MILANO - Sono i 12 commis di cucina e di sala della cooperativa Pulcinella che lavorano alla Trattoria de Gli amici di Roma (foto di gruppo di Emiliano Lembo), entrambe realtà sostenute dalla Comunità di sant’Egidio. Nata nel 1991, la Trattoria è un’importante occasione di formazione e di lavoro per persone con disabilità intellettiva e relazionale. «Nel corso di questi anni avremo formato una trentina di persone. Alcuni ragazzi sono rimasti a lavorare da noi, altri invece sono passati alla concorrenza. E che concorrenza: Troiani, Roscioli, solo per fare due nomi. Questo perché sono lavoratori a pieno titolo», racconta Giuseppe Di Pompeo, responsabile della Trattoria.

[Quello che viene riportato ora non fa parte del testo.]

// Copyright (C) 2025 SyncMyOrders Sp. z o.o.
// SPDX-License-Identifier: AGPL-3.0-or-later
//! Registry of compiled-in task handlers.
//!
//! Workers cannot receive code over the transport, only values; callers ship
//! an opaque task name plus arguments and the worker resolves the name here.
//! The registry is built once at startup and immutable afterwards, so lookup
//! is lock-free.
//!
//! Two handler kinds exist:
//! - CPU tasks: pure compute, no database client, run inline on the worker
//!   thread.
//! - Session tasks: run against a client checked out and pinned for the
//!   duration of the call, released by the worker on every exit path.

use std::collections::HashMap;
use std::fmt;
use std::sync::Arc;

use futures::future::BoxFuture;
use serde_json::Value;

use crate::error::Result;
use crate::worker::SessionClient;

/// A pure compute handler.
pub type CpuTask = dyn Fn(Value) -> Result<Value> + Send + Sync;

/// A handler that runs inside a worker against the pinned client.
pub type SessionTask =
    dyn for<'a> Fn(&'a mut SessionClient, Value) -> BoxFuture<'a, Result<Value>> + Send + Sync;

/// Immutable name-to-handler table shared by every worker.
#[derive(Default)]
pub struct TaskRegistry {
    cpu: HashMap<String, Arc<CpuTask>>,
    session: HashMap<String, Arc<SessionTask>>,
}

impl TaskRegistry {
    /// Start building a registry.
    pub fn builder() -> TaskRegistryBuilder {
        TaskRegistryBuilder {
            registry: TaskRegistry::default(),
        }
    }

    /// An empty registry, for instances that only use `query`.
    pub fn empty() -> Arc<Self> {
        Arc::new(Self::default())
    }

    /// Look up a CPU task.
    pub fn cpu_task(&self, name: &str) -> Option<Arc<CpuTask>> {
        self.cpu.get(name).cloned()
    }

    /// Look up a session task.
    pub fn session_task(&self, name: &str) -> Option<Arc<SessionTask>> {
        self.session.get(name).cloned()
    }

    /// Number of registered handlers of both kinds.
    pub fn len(&self) -> usize {
        self.cpu.len() + self.session.len()
    }

    /// True if nothing is registered.
    pub fn is_empty(&self) -> bool {
        self.cpu.is_empty() && self.session.is_empty()
    }
}

impl fmt::Debug for TaskRegistry {
    fn fmt(&self, f: &mut fmt::Formatter<'_>) -> fmt::Result {
        f.debug_struct("TaskRegistry")
            .field("cpu", &self.cpu.keys().collect::<Vec<_>>())
            .field("session", &self.session.keys().collect::<Vec<_>>())
            .finish()
    }
}

/// Builder for [`TaskRegistry`]. Registering the same name twice replaces
/// the earlier handler of the same kind.
pub struct TaskRegistryBuilder {
    registry: TaskRegistry,
}

impl TaskRegistryBuilder {
    /// Register a CPU task under `name`.
    pub fn task(
        mut self,
        name: impl Into<String>,
        handler: impl Fn(Value) -> Result<Value> + Send + Sync + 'static,
    ) -> Self {
        self.registry.cpu.insert(name.into(), Arc::new(handler));
        self
    }

    /// Register a session task under `name`.
    pub fn session_task<F>(mut self, name: impl Into<String>, handler: F) -> Self
    where
        F: for<'a> Fn(&'a mut SessionClient, Value) -> BoxFuture<'a, Result<Value>>
            + Send
            + Sync
            + 'static,
    {
        self.registry.session.insert(name.into(), Arc::new(handler));
        self
    }

    /// Finish building.
    pub fn build(self) -> Arc<TaskRegistry> {
        Arc::new(self.registry)
    }
}

#[cfg(test)]
mod tests {
    use super::*;
    use serde_json::json;

    #[test]
    fn test_empty_registry() {
        let registry = TaskRegistry::empty();
        assert!(registry.is_empty());
        assert_eq!(registry.len(), 0);
        assert!(registry.cpu_task("anything").is_none());
        assert!(registry.session_task("anything").is_none());
    }

    #[test]
    fn test_cpu_task_lookup_and_call() {
        let registry = TaskRegistry::builder()
            .task("double", |args: Value| {
                let n = args.as_i64().unwrap_or(0);
                Ok(json!(n * 2))
            })
            .build();

        assert_eq!(registry.len(), 1);
        let task = registry.cpu_task("double").unwrap();
        assert_eq!(task(json!(21)).unwrap(), json!(42));
        assert!(registry.cpu_task("triple").is_none());
    }

    #[test]
    fn test_session_task_registration() {
        let registry = TaskRegistry::builder()
            .session_task("noop", |_client: &mut SessionClient, args| {
                Box::pin(async move { Ok(args) })
            })
            .build();

        assert!(registry.session_task("noop").is_some());
        // Kinds are separate namespaces.
        assert!(registry.cpu_task("noop").is_none());
    }

    #[test]
    fn test_reregistration_replaces() {
        let registry = TaskRegistry::builder()
            .task("answer", |_| Ok(json!(1)))
            .task("answer", |_| Ok(json!(2)))
            .build();

        assert_eq!(registry.len(), 1);
        let task = registry.cpu_task("answer").unwrap();
        assert_eq!(task(json!(null)).unwrap(), json!(2));
    }

    #[test]
    fn test_debug_lists_names() {
        let registry = TaskRegistry::builder().task("sum", |_| Ok(json!(0))).build();
        let debug = format!("{:?}", registry);
        assert!(debug.contains("sum"));
    }
}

INABILE AL LAVORO - Diceva il certificato medico: una porta chiusa verso il mondo. Maurizio Valentini l’ha voluta aprire e oggi è il sommelier della Trattoria. «Erano gli anni '90, pochi pensavano che un disabile intellettivo potesse lavorare. A partire dalle stesse famiglie, che non immaginavano che loro figlio potesse, anziché ricevere una pensione, guadagnarsi uno stipendio. Abbiamo lottato tanto perché Maurizio non fosse più “classificato” a quel modo e così è diventato uno dei nostri primi collaboratori e oggi è un sommelier ricercato per le sue competenze. Astemio al 100%, Maurizio conosce tutto dei vini e ha imparato gusti e abbinamenti grazie a una meticolosa mappatura dei riscontri dei clienti. Chi conosce le sue abilità, lo richiede espressamente al tavolo».
PRENDERE IN MANO LA PROPRIA VITA - È accaduto a Angela Massa, che in trattoria fa la cameriera. «Angela arriva da una famiglia problematica: una mamma molto anziana, una sorella anche lei disabile, in un ambiente di povertà ed emarginazione. Angela grazie al lavoro ha potuto sposarsi e insieme al marito, anche lui disabile e anche lui lavoratore – fa il bidello - affittare una casa, condurre una vita normale. Dimostrando autonomia, voglia di riscatto».
LAVORO COME TERAPIA - «È l’obiettivo che di volta in volta condividiamo con l’Asl che ha in cura persone con grave invalidità e che non hanno mai provato cosa significhi lavorare. Non sempre diventano dei lavoratori. Ma se c’è uno spiraglio, ci sono molte speranze. Il lavoro è riabilitazione. Nei casi in cui si riesce, la persona si trasforma. È necessario, però, che il percorso sia una vera e propria attività lavorativa, pur commisurata al singolo caso».
INDISPENSABILI - «Senza questi ragazzi non potrei aprire la trattoria che ha 60 coperti nelle sale interne e 30 all’aperto, in una delle più belle piazzette di Trastevere, a pranzo e a cena. I ragazzi sono veri e propri lavoratori, su turni, con un preciso compito e ciascuno ci mette tutto stesso per farlo al meglio. Sono fedeli e affidabili, ci tengono talmente tanto al loro lavoro che fanno pochissime assenze. E creano un bel clima con gli altri colleghi normodotati».
NESSUNA SOLIDARIETÀ - «I clienti sono soddisfatti della nostra cucina e del servizio. A volte non si accorgono nemmeno che fra il personale ci sono i ragazzi della cooperativa. Quest’anno a Vinitaly abbiamo servito 900 persone che hanno visitato il nostro stand-ristorante. Un riconoscimento prima di tutto della professionalità. Quando clienti e operatori conoscono la nostra storia, allora ci dicono anche che facciamo una bella cosa».
IL RITORNO A CASA - «I ragazzi hanno un problema che non siamo ancora riusciti a risolvere. Camerieri e personale di cucina sono costretti a lasciare le loro mansioni quando ancora c’è gente ai tavoli. Per tornare a casa usano i mezzi pubblici, e sull’esperienza, è meglio che non prendano l’ultimo metrò o bus. Si sono verificati, infatti, alcuni episodi di bullismo. Ci stanno aiutando i tassisti, ma vorremmo avere un servizio diverso».